=== PROBLEM DESCRIPTION ===
When you have gone through the records below, state only how many lines include the word "reactant".

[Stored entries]

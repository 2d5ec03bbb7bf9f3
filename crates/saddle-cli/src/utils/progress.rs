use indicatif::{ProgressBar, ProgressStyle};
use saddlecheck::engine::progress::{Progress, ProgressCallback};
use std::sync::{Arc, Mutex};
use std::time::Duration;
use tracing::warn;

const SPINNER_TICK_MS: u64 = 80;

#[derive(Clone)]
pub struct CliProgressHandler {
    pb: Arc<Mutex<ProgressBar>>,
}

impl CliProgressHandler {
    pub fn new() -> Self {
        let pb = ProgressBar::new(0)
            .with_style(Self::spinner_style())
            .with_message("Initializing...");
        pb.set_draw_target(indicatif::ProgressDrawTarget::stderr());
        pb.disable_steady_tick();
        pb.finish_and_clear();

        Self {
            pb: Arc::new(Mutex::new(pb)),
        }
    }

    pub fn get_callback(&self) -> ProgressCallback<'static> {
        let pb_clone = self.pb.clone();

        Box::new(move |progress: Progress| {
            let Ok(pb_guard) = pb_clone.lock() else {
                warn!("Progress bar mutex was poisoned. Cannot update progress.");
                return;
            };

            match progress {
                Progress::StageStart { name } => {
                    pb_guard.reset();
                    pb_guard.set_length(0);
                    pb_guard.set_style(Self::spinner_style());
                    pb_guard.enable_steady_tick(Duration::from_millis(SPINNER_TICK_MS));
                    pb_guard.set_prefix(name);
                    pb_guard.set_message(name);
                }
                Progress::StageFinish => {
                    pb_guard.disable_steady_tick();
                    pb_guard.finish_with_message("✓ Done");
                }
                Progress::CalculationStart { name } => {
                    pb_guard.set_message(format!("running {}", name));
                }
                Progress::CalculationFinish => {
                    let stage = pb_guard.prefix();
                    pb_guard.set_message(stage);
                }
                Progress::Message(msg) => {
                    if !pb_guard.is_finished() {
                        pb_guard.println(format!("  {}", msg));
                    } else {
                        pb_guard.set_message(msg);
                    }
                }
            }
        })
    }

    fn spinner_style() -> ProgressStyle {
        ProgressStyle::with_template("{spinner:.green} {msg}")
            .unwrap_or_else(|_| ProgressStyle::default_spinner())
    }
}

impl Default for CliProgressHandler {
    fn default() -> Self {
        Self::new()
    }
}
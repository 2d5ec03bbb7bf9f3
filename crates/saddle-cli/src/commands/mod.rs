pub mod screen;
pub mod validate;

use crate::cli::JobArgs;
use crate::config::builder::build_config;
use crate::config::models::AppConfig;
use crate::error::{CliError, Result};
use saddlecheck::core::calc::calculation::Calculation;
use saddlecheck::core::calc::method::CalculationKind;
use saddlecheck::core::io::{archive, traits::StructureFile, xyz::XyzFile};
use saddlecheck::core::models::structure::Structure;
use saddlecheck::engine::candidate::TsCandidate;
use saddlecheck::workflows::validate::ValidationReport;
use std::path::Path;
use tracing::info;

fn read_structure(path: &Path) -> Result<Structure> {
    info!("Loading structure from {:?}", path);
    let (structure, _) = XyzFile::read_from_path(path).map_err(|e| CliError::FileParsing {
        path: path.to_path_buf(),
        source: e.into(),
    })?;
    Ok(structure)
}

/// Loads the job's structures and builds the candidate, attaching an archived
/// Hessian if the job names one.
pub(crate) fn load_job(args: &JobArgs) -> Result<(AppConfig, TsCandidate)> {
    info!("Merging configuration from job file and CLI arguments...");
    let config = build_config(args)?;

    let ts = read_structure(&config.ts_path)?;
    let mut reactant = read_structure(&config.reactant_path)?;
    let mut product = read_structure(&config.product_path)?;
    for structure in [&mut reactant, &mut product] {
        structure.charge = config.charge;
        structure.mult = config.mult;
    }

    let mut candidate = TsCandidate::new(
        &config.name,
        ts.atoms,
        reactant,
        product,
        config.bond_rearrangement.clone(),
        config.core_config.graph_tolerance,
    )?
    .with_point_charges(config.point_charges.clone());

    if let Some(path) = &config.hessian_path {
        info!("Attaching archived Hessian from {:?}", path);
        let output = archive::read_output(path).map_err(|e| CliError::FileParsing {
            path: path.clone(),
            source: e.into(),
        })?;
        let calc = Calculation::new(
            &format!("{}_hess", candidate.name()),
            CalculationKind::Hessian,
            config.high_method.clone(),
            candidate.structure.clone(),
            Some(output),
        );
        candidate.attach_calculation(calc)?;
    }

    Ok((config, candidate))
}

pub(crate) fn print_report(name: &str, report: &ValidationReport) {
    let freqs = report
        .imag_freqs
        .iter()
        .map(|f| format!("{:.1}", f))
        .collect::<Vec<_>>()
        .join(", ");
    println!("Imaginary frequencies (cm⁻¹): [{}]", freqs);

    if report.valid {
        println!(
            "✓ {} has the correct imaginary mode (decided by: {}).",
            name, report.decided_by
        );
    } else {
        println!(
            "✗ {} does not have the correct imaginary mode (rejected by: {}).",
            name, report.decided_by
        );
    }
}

=== EXERCISE RESULT ===
3